## What is required
Your task is to filter the entries and copy every line containing the string "before".

[Extracted data entries]
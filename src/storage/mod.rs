//! Graph storage collaborators.
//!
//! The core never talks to a database directly; it pulls nodes and edges
//! through the [`GraphStorage`] trait and builds an immutable snapshot from
//! them. [`MemoryGraphStorage`] is the in-process implementation used by the
//! engine's tests and by embedders that manage the graph themselves.

use std::sync::atomic::{AtomicU64, Ordering};

use async_trait::async_trait;
use indexmap::IndexMap;
use parking_lot::RwLock;

use crate::core::{Edge, EdgeId, GraphRagError, GraphVersion, Node, NodeId, Result};

/// Source of graph data for snapshot construction.
///
/// Implementations are inside the trust boundary: errors propagate to the
/// caller without implicit retry.
#[async_trait]
pub trait GraphStorage: Send + Sync {
    /// All nodes currently in the store.
    async fn get_nodes(&self) -> Result<Vec<Node>>;

    /// All edges currently in the store.
    async fn get_edges(&self) -> Result<Vec<Edge>>;

    /// The store's own version marker, advancing on every mutation.
    ///
    /// Snapshots carry a content-hash version derived from the data itself;
    /// this is the storage-side counterpart for callers that want to poll
    /// for change without rebuilding a snapshot.
    async fn current_version(&self) -> Result<GraphVersion>;
}

#[derive(Default)]
struct MemoryState {
    nodes: IndexMap<NodeId, Node>,
    edges: IndexMap<EdgeId, Edge>,
}

/// In-memory graph store.
///
/// Writes validate referential integrity eagerly so a snapshot built from
/// this store never fails validation.
#[derive(Default)]
pub struct MemoryGraphStorage {
    state: RwLock<MemoryState>,
    version: AtomicU64,
}

impl MemoryGraphStorage {
    /// Creates an empty store.
    pub fn new() -> Self {
        Self::default()
    }

    fn bump_version(&self) {
        self.version.fetch_add(1, Ordering::SeqCst);
    }

    /// Inserts or replaces a node.
    pub fn upsert_node(&self, node: Node) {
        self.state.write().nodes.insert(node.id.clone(), node);
        self.bump_version();
    }

    /// Inserts or replaces an edge. Both endpoints must already exist.
    pub fn upsert_edge(&self, edge: Edge) -> Result<()> {
        let mut state = self.state.write();
        if !state.nodes.contains_key(&edge.source_id) {
            return Err(GraphRagError::Storage {
                message: format!("edge {} references missing source {}", edge.id, edge.source_id),
            });
        }
        if !state.nodes.contains_key(&edge.target_id) {
            return Err(GraphRagError::Storage {
                message: format!("edge {} references missing target {}", edge.id, edge.target_id),
            });
        }
        state.edges.insert(edge.id.clone(), edge);
        drop(state);
        self.bump_version();
        Ok(())
    }

    /// Removes a node and every edge incident to it.
    pub fn remove_node(&self, id: &NodeId) -> bool {
        let mut state = self.state.write();
        let removed = state.nodes.shift_remove(id).is_some();
        if removed {
            state
                .edges
                .retain(|_, e| e.source_id != *id && e.target_id != *id);
            drop(state);
            self.bump_version();
        }
        removed
    }

    /// Removes an edge.
    pub fn remove_edge(&self, id: &EdgeId) -> bool {
        let removed = self.state.write().edges.shift_remove(id).is_some();
        if removed {
            self.bump_version();
        }
        removed
    }

    /// Current node count.
    pub fn node_count(&self) -> usize {
        self.state.read().nodes.len()
    }

    /// Current edge count.
    pub fn edge_count(&self) -> usize {
        self.state.read().edges.len()
    }
}

#[async_trait]
impl GraphStorage for MemoryGraphStorage {
    async fn get_nodes(&self) -> Result<Vec<Node>> {
        Ok(self.state.read().nodes.values().cloned().collect())
    }

    async fn get_edges(&self) -> Result<Vec<Edge>> {
        Ok(self.state.read().edges.values().cloned().collect())
    }

    async fn current_version(&self) -> Result<GraphVersion> {
        Ok(GraphVersion::new(format!(
            "mem-{}",
            self.version.load(Ordering::SeqCst)
        )))
    }
}

#[cfg(test)]
mod tests {
    use super::*;

    #[tokio::test]
    async fn rejects_dangling_edges_on_write() {
        let storage = MemoryGraphStorage::new();
        storage.upsert_node(Node::new("a", "Person"));
        let err = storage
            .upsert_edge(Edge::new("e1", "a", "ghost", "KNOWS"))
            .unwrap_err();
        assert!(matches!(err, GraphRagError::Storage { .. }));

        storage.upsert_node(Node::new("b", "Person"));
        storage
            .upsert_edge(Edge::new("e1", "a", "b", "KNOWS"))
            .unwrap();
        assert_eq!(storage.get_edges().await.unwrap().len(), 1);
    }

    #[tokio::test]
    async fn removing_a_node_drops_incident_edges() {
        let storage = MemoryGraphStorage::new();
        storage.upsert_node(Node::new("a", "Person"));
        storage.upsert_node(Node::new("b", "Person"));
        storage
            .upsert_edge(Edge::new("e1", "a", "b", "KNOWS"))
            .unwrap();

        assert!(storage.remove_node(&NodeId::from("a")));
        assert_eq!(storage.node_count(), 1);
        assert_eq!(storage.edge_count(), 0);
    }

    #[tokio::test]
    async fn version_advances_on_mutation() {
        let storage = MemoryGraphStorage::new();
        let before = storage.current_version().await.unwrap();
        storage.upsert_node(Node::new("a", "Person"));
        let after = storage.current_version().await.unwrap();
        assert_ne!(before, after);

        // Reads leave the version alone.
        storage.get_nodes().await.unwrap();
        assert_eq!(storage.current_version().await.unwrap(), after);
    }
}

## Answer to the exercise
        let before = storage.current_version().await.unwrap();
        assert_ne!(before, after);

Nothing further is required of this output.